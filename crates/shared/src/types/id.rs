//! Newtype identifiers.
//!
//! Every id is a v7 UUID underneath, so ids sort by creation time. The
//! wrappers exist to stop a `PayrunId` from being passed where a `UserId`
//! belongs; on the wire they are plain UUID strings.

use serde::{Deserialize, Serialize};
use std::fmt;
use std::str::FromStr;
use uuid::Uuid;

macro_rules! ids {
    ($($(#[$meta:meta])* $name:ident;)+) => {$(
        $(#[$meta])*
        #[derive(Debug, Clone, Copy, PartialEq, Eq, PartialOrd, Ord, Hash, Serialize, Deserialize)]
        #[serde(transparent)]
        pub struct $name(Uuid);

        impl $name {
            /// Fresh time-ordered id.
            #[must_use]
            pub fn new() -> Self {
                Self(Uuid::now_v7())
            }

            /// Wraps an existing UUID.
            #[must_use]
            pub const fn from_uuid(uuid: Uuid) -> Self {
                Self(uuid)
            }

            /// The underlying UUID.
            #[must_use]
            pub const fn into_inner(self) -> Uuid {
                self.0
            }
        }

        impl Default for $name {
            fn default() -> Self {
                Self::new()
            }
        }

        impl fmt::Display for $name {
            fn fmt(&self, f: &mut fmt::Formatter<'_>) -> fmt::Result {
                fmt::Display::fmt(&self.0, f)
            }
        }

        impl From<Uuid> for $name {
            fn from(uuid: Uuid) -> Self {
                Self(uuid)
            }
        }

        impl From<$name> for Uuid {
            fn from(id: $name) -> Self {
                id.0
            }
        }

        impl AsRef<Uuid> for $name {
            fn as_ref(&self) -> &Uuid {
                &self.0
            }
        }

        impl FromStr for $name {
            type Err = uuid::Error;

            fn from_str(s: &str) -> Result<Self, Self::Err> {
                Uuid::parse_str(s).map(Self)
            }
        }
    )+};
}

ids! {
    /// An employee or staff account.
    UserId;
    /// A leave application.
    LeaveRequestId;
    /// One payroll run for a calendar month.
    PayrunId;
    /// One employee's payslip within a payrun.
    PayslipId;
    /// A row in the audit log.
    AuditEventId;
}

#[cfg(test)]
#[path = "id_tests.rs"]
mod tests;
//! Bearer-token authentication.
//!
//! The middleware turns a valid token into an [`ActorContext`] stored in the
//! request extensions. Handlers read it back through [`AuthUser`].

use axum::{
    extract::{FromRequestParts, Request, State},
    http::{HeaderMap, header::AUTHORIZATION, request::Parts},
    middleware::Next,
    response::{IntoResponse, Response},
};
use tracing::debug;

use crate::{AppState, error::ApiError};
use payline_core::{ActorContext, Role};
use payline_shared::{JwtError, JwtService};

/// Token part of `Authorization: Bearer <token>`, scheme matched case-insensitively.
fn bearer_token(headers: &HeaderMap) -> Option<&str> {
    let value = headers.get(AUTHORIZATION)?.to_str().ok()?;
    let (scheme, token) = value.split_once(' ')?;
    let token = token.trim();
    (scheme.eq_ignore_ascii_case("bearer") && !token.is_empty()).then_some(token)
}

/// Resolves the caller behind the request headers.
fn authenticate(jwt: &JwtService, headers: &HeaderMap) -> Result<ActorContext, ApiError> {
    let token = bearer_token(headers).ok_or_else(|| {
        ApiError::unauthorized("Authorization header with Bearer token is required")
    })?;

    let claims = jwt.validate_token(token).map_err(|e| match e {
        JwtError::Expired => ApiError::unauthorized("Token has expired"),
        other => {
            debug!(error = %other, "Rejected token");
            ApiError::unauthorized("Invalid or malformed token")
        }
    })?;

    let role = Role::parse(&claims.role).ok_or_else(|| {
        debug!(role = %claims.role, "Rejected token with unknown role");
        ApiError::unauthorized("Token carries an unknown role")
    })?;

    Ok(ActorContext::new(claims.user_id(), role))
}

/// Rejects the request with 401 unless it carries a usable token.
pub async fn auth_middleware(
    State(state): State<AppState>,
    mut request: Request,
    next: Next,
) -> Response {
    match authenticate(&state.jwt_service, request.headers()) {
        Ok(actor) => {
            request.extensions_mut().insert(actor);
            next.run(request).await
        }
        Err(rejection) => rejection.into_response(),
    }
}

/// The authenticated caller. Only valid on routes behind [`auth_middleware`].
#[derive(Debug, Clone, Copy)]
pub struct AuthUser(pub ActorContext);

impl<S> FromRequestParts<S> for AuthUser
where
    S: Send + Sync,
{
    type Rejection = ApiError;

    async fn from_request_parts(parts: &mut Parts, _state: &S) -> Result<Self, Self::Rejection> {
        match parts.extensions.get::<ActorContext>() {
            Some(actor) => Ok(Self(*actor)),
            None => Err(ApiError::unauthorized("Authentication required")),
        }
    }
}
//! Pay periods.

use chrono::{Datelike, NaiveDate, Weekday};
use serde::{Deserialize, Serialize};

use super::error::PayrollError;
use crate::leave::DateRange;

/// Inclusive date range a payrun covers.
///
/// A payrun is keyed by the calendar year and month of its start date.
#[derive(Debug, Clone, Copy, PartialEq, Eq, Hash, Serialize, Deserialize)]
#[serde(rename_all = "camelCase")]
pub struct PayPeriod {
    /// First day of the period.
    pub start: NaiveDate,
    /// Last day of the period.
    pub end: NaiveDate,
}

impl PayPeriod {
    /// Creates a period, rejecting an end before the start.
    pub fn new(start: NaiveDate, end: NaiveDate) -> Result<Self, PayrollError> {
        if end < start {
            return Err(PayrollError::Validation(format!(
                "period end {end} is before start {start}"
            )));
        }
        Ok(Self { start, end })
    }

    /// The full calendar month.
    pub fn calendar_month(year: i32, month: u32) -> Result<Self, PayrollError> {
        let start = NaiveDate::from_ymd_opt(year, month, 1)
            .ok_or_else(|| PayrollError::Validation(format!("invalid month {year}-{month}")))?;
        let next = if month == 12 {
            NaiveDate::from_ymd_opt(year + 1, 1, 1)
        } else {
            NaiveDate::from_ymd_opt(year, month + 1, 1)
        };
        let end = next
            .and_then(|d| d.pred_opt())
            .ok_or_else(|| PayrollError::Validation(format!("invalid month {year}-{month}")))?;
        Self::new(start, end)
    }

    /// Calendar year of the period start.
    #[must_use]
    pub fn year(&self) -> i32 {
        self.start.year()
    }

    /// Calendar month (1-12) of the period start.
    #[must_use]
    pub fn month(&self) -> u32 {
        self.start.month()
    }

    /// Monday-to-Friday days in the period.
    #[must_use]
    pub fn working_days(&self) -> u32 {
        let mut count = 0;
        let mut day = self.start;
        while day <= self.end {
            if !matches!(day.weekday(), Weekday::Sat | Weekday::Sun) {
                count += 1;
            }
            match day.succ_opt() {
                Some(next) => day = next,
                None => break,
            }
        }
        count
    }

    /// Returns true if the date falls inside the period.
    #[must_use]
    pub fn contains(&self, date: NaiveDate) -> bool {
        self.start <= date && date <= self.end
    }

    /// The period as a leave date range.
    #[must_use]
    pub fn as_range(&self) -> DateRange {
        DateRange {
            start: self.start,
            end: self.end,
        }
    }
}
════════════════
**What this task involves:**
Your task is to quote the listing above word for word.

**Output for this exercise:**
filename crates/shared/src/types/id.rs
//! Newtype identifiers.
//!
//! Every id is a v7 UUID underneath, so ids sort by creation time. The
//! wrappers exist to stop a `PayrunId` from being passed where a `UserId`
//! belongs; on the wire they are plain UUID strings.

use serde::{Deserialize, Serialize};
use std::fmt;
use std::str::FromStr;
use uuid::Uuid;

macro_rules! ids {
    ($($(#[$meta:meta])* $name:ident;)+) => {$(
        $(#[$meta])*
        #[derive(Debug, Clone, Copy, PartialEq, Eq, PartialOrd, Ord, Hash, Serialize, Deserialize)]
        #[serde(transparent)]
        pub struct $name(Uuid);

        impl $name {
            /// Fresh time-ordered id.
            #[must_use]
            pub fn new() -> Self {
                Self(Uuid::now_v7())
            }

            /// Wraps an existing UUID.
            #[must_use]
            pub const fn from_uuid(uuid: Uuid) -> Self {
                Self(uuid)
            }

            /// The underlying UUID.
            #[must_use]
            pub const fn into_inner(self) -> Uuid {
                self.0
            }
        }

        impl Default for $name {
            fn default() -> Self {
                Self::new()
            }
        }

        impl fmt::Display for $name {
            fn fmt(&self, f: &mut fmt::Formatter<'_>) -> fmt::Result {
                fmt::Display::fmt(&self.0, f)
            }
        }

        impl From<Uuid> for $name {
            fn from(uuid: Uuid) -> Self {
                Self(uuid)
            }
        }

        impl From<$name> for Uuid {
            fn from(id: $name) -> Self {
                id.0
            }
        }

        impl AsRef<Uuid> for $name {
            fn as_ref(&self) -> &Uuid {
                &self.0
            }
        }

        impl FromStr for $name {
            type Err = uuid::Error;

            fn from_str(s: &str) -> Result<Self, Self::Err> {
                Uuid::parse_str(s).map(Self)
            }
        }
    )+};
}

ids! {
    /// An employee or staff account.
    UserId;
    /// A leave application.
    LeaveRequestId;
    /// One payroll run for a calendar month.
    PayrunId;
    /// One employee's payslip within a payrun.
    PayslipId;
    /// A row in the audit log.
    AuditEventId;
}

#[cfg(test)]
#[path = "id_tests.rs"]
mod tests;
//! Bearer-token authentication.
//!
//! The middleware turns a valid token into an [`ActorContext`] stored in the
//! request extensions. Handlers read it back through [`AuthUser`].

use axum::{
    extract::{FromRequestParts, Request, State},
    http::{HeaderMap, header::AUTHORIZATION, request::Parts},
    middleware::Next,
    response::{IntoResponse, Response},
};
use tracing::debug;

use crate::{AppState, error::ApiError};
use payline_core::{ActorContext, Role};
use payline_shared::{JwtError, JwtService};

/// Token part of `Authorization: Bearer <token>`, scheme matched case-insensitively.
fn bearer_token(headers: &HeaderMap) -> Option<&str> {
    let value = headers.get(AUTHORIZATION)?.to_str().ok()?;
    let (scheme, token) = value.split_once(' ')?;
    let token = token.trim();
    (scheme.eq_ignore_ascii_case("bearer") && !token.is_empty()).then_some(token)
}

/// Resolves the caller behind the request headers.
fn authenticate(jwt: &JwtService, headers: &HeaderMap) -> Result<ActorContext, ApiError> {
    let token = bearer_token(headers).ok_or_else(|| {
        ApiError::unauthorized("Authorization header with Bearer token is required")
    })?;

    let claims = jwt.validate_token(token).map_err(|e| match e {
        JwtError::Expired => ApiError::unauthorized("Token has expired"),
        other => {
            debug!(error = %other, "Rejected token");
            ApiError::unauthorized("Invalid or malformed token")
        }
    })?;

    let role = Role::parse(&claims.role).ok_or_else(|| {
        debug!(role = %claims.role, "Rejected token with unknown role");
        ApiError::unauthorized("Token carries an unknown role")
    })?;

    Ok(ActorContext::new(claims.user_id(), role))
}

/// Rejects the request with 401 unless it carries a usable token.
pub async fn auth_middleware(
    State(state): State<AppState>,
    mut request: Request,
    next: Next,
) -> Response {
    match authenticate(&state.jwt_service, request.headers()) {
        Ok(actor) => {
            request.extensions_mut().insert(actor);
            next.run(request).await
        }
        Err(rejection) => rejection.into_response(),
    }
}

/// The authenticated caller. Only valid on routes behind [`auth_middleware`].
#[derive(Debug, Clone, Copy)]
pub struct AuthUser(pub ActorContext);

impl<S> FromRequestParts<S> for AuthUser
where
    S: Send + Sync,
{
    type Rejection = ApiError;

    async fn from_request_parts(parts: &mut Parts, _state: &S) -> Result<Self, Self::Rejection> {
        match parts.extensions.get::<ActorContext>() {
            Some(actor) => Ok(Self(*actor)),
            None => Err(ApiError::unauthorized("Authentication required")),
        }
    }
}
//! Pay periods.

use chrono::{Datelike, NaiveDate, Weekday};
use serde::{Deserialize, Serialize};

use super::error::PayrollError;
use crate::leave::DateRange;

/// Inclusive date range a payrun covers.
///
/// A payrun is keyed by the calendar year and month of its start date.
#[derive(Debug, Clone, Copy, PartialEq, Eq, Hash, Serialize, Deserialize)]
#[serde(rename_all = "camelCase")]
pub struct PayPeriod {
    /// First day of the period.
    pub start: NaiveDate,
    /// Last day of the period.
    pub end: NaiveDate,
}

impl PayPeriod {
    /// Creates a period, rejecting an end before the start.
    pub fn new(start: NaiveDate, end: NaiveDate) -> Result<Self, PayrollError> {
        if end < start {
            return Err(PayrollError::Validation(format!(
                "period end {end} is before start {start}"
            )));
        }
        Ok(Self { start, end })
    }

    /// The full calendar month.
    pub fn calendar_month(year: i32, month: u32) -> Result<Self, PayrollError> {
        let start = NaiveDate::from_ymd_opt(year, month, 1)
            .ok_or_else(|| PayrollError::Validation(format!("invalid month {year}-{month}")))?;
        let next = if month == 12 {
            NaiveDate::from_ymd_opt(year + 1, 1, 1)
        } else {
            NaiveDate::from_ymd_opt(year, month + 1, 1)
        };
        let end = next
            .and_then(|d| d.pred_opt())
            .ok_or_else(|| PayrollError::Validation(format!("invalid month {year}-{month}")))?;
        Self::new(start, end)
    }

    /// Calendar year of the period start.
    #[must_use]
    pub fn year(&self) -> i32 {
        self.start.year()
    }

    /// Calendar month (1-12) of the period start.
    #[must_use]
    pub fn month(&self) -> u32 {
        self.start.month()
    }

    /// Monday-to-Friday days in the period.
    #[must_use]
    pub fn working_days(&self) -> u32 {
        let mut count = 0;
        let mut day = self.start;
        while day <= self.end {
            if !matches!(day.weekday(), Weekday::Sat | Weekday::Sun) {
                count += 1;
            }
            match day.succ_opt() {
                Some(next) => day = next,
                None => break,
            }
        }
        count
    }

    /// Returns true if the date falls inside the period.
    #[must_use]
    pub fn contains(&self, date: NaiveDate) -> bool {
        self.start <= date && date <= self.end
    }

    /// The period as a leave date range.
    #[must_use]
    pub fn as_range(&self) -> DateRange {
        DateRange {
            start: self.start,
            end: self.end,
        }
    }
}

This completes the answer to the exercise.